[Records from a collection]

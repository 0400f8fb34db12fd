use std::fmt;

/// Camera angle named in errors and logs.
#[derive(Debug, Clone, Copy, PartialEq, Eq)]
pub enum Quantity {
    Pitch,
    Yaw,
    FieldOfView,
}

impl fmt::Display for Quantity {
    fn fmt(&self, f: &mut fmt::Formatter<'_>) -> fmt::Result {
        let name = match self {
            Quantity::Pitch => "pitch",
            Quantity::Yaw => "yaw",
            Quantity::FieldOfView => "field of view",
        };
        f.write_str(name)
    }
}

/// Errors from the strict camera setters.
///
/// The default setters never fail; they clamp instead.
#[derive(Debug, Clone, PartialEq, thiserror::Error)]
pub enum CameraError {
    #[error("{quantity} of {value} degrees is outside [{min}, {max}]")]
    OutOfRange {
        quantity: Quantity,
        value: f32,
        min: f32,
        max: f32,
    },
}

#[cfg(test)]
mod tests {
    use super::*;

    #[test]
    fn out_of_range_message_names_quantity_and_bounds() {
        let err = CameraError::OutOfRange {
            quantity: Quantity::FieldOfView,
            value: 120.0,
            min: 1.0,
            max: 90.0,
        };
        let msg = err.to_string();
        assert!(msg.contains("field of view"));
        assert!(msg.contains("120"));
        assert!(msg.contains("[1, 90]"));
    }
}
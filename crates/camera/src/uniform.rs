use bytemuck::{Pod, Zeroable};

use crate::camera::Camera;

/// Camera state laid out for a GPU uniform buffer.
///
/// Matrices are column-major (`Mat4::to_cols_array_2d`) and expect column
/// vectors: `clip = view_proj * world`. `position.w` is always 1 and pads the
/// eye position to 16 bytes for std140.
#[repr(C)]
#[derive(Debug, Copy, Clone, PartialEq, Pod, Zeroable)]
pub struct CameraUniform {
    pub view: [[f32; 4]; 4],
    pub projection: [[f32; 4]; 4],
    pub view_proj: [[f32; 4]; 4],
    pub position: [f32; 4],
}

impl CameraUniform {
    pub fn from_camera(camera: &Camera) -> Self {
        let view = camera.view_matrix();
        let projection = camera.projection_matrix();
        Self {
            view: view.to_cols_array_2d(),
            projection: projection.to_cols_array_2d(),
            view_proj: (projection * view).to_cols_array_2d(),
            position: camera.position.extend(1.0).to_array(),
        }
    }

    /// Raw bytes ready for `queue.write_buffer`.
    pub fn as_bytes(&self) -> &[u8] {
        bytemuck::bytes_of(self)
    }
}

impl From<&Camera> for CameraUniform {
    fn from(camera: &Camera) -> Self {
        Self::from_camera(camera)
    }
}

#[cfg(test)]
mod tests {
    use super::*;
    use glam::{Mat4, Vec3, Vec4};

    #[test]
    fn layout_is_std140_friendly() {
        assert_eq!(std::mem::size_of::<CameraUniform>(), 3 * 64 + 16);
        assert_eq!(std::mem::size_of::<CameraUniform>() % 16, 0);
    }

    #[test]
    fn matrices_are_column_major() {
        let cam = Camera::new(Vec3::new(1.0, 2.0, 3.0), 4.0 / 3.0);
        let uniform = CameraUniform::from_camera(&cam);

        let view = Mat4::from_cols_array_2d(&uniform.view);
        assert_eq!(view, cam.view_matrix());
        // Translation lives in the fourth column.
        assert_eq!(uniform.view[3], cam.view_matrix().w_axis.to_array());

        let vp = Mat4::from_cols_array_2d(&uniform.view_proj);
        assert_eq!(vp, cam.view_projection());
    }

    #[test]
    fn position_is_padded_point() {
        let cam = Camera::new(Vec3::new(-1.0, 0.5, 8.0), 1.0);
        let uniform = CameraUniform::from(&cam);
        assert_eq!(Vec4::from_array(uniform.position), Vec4::new(-1.0, 0.5, 8.0, 1.0));
    }

    #[test]
    fn bytes_cover_whole_struct() {
        let cam = Camera::new(Vec3::ZERO, 16.0 / 9.0);
        let uniform = CameraUniform::from_camera(&cam);
        let bytes = uniform.as_bytes();
        assert_eq!(bytes.len(), std::mem::size_of::<CameraUniform>());
        let back: &CameraUniform = bytemuck::from_bytes(bytes);
        assert_eq!(*back, uniform);
    }
}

**Task details:**
Print each entry above exactly as given.

**Task solution:**
repository 0400f8fb34db12fd
use std::fmt;

/// Camera angle named in errors and logs.
#[derive(Debug, Clone, Copy, PartialEq, Eq)]
pub enum Quantity {
    Pitch,
    Yaw,
    FieldOfView,
}

impl fmt::Display for Quantity {
    fn fmt(&self, f: &mut fmt::Formatter<'_>) -> fmt::Result {
        let name = match self {
            Quantity::Pitch => "pitch",
            Quantity::Yaw => "yaw",
            Quantity::FieldOfView => "field of view",
        };
        f.write_str(name)
    }
}

/// Errors from the strict camera setters.
///
/// The default setters never fail; they clamp instead.
#[derive(Debug, Clone, PartialEq, thiserror::Error)]
pub enum CameraError {
    #[error("{quantity} of {value} degrees is outside [{min}, {max}]")]
    OutOfRange {
        quantity: Quantity,
        value: f32,
        min: f32,
        max: f32,
    },
}

#[cfg(test)]
mod tests {
    use super::*;

    #[test]
    fn out_of_range_message_names_quantity_and_bounds() {
        let err = CameraError::OutOfRange {
            quantity: Quantity::FieldOfView,
            value: 120.0,
            min: 1.0,
            max: 90.0,
        };
        let msg = err.to_string();
        assert!(msg.contains("field of view"));
        assert!(msg.contains("120"));
        assert!(msg.contains("[1, 90]"));
    }
}
filename crates/camera/src/uniform.rs
use bytemuck::{Pod, Zeroable};

use crate::camera::Camera;

/// Camera state laid out for a GPU uniform buffer.
///
/// Matrices are column-major (`Mat4::to_cols_array_2d`) and expect column
/// vectors: `clip = view_proj * world`. `position.w` is always 1 and pads the
/// eye position to 16 bytes for std140.
#[repr(C)]
#[derive(Debug, Copy, Clone, PartialEq, Pod, Zeroable)]
pub struct CameraUniform {
    pub view: [[f32; 4]; 4],
    pub projection: [[f32; 4]; 4],
    pub view_proj: [[f32; 4]; 4],
    pub position: [f32; 4],
}

impl CameraUniform {
    pub fn from_camera(camera: &Camera) -> Self {
        let view = camera.view_matrix();
        let projection = camera.projection_matrix();
        Self {
            view: view.to_cols_array_2d(),
            projection: projection.to_cols_array_2d(),
            view_proj: (projection * view).to_cols_array_2d(),
            position: camera.position.extend(1.0).to_array(),
        }
    }

    /// Raw bytes ready for `queue.write_buffer`.
    pub fn as_bytes(&self) -> &[u8] {
        bytemuck::bytes_of(self)
    }
}

impl From<&Camera> for CameraUniform {
    fn from(camera: &Camera) -> Self {
        Self::from_camera(camera)
    }
}

#[cfg(test)]
mod tests {
    use super::*;
    use glam::{Mat4, Vec3, Vec4};

    #[test]
    fn layout_is_std140_friendly() {
        assert_eq!(std::mem::size_of::<CameraUniform>(), 3 * 64 + 16);
        assert_eq!(std::mem::size_of::<CameraUniform>() % 16, 0);
    }

    #[test]
    fn matrices_are_column_major() {
        let cam = Camera::new(Vec3::new(1.0, 2.0, 3.0), 4.0 / 3.0);
        let uniform = CameraUniform::from_camera(&cam);

        let view = Mat4::from_cols_array_2d(&uniform.view);
        assert_eq!(view, cam.view_matrix());
        // Translation lives in the fourth column.
        assert_eq!(uniform.view[3], cam.view_matrix().w_axis.to_array());

        let vp = Mat4::from_cols_array_2d(&uniform.view_proj);
        assert_eq!(vp, cam.view_projection());
    }

    #[test]
    fn position_is_padded_point() {
        let cam = Camera::new(Vec3::new(-1.0, 0.5, 8.0), 1.0);
        let uniform = CameraUniform::from(&cam);
        assert_eq!(Vec4::from_array(uniform.position), Vec4::new(-1.0, 0.5, 8.0, 1.0));
    }

    #[test]
    fn bytes_cover_whole_struct() {
        let cam = Camera::new(Vec3::ZERO, 16.0 / 9.0);
        let uniform = CameraUniform::from_camera(&cam);
        let bytes = uniform.as_bytes();
        assert_eq!(bytes.len(), std::mem::size_of::<CameraUniform>());
        let back: &CameraUniform = bytemuck::from_bytes(bytes);
        assert_eq!(*back, uniform);
    }
}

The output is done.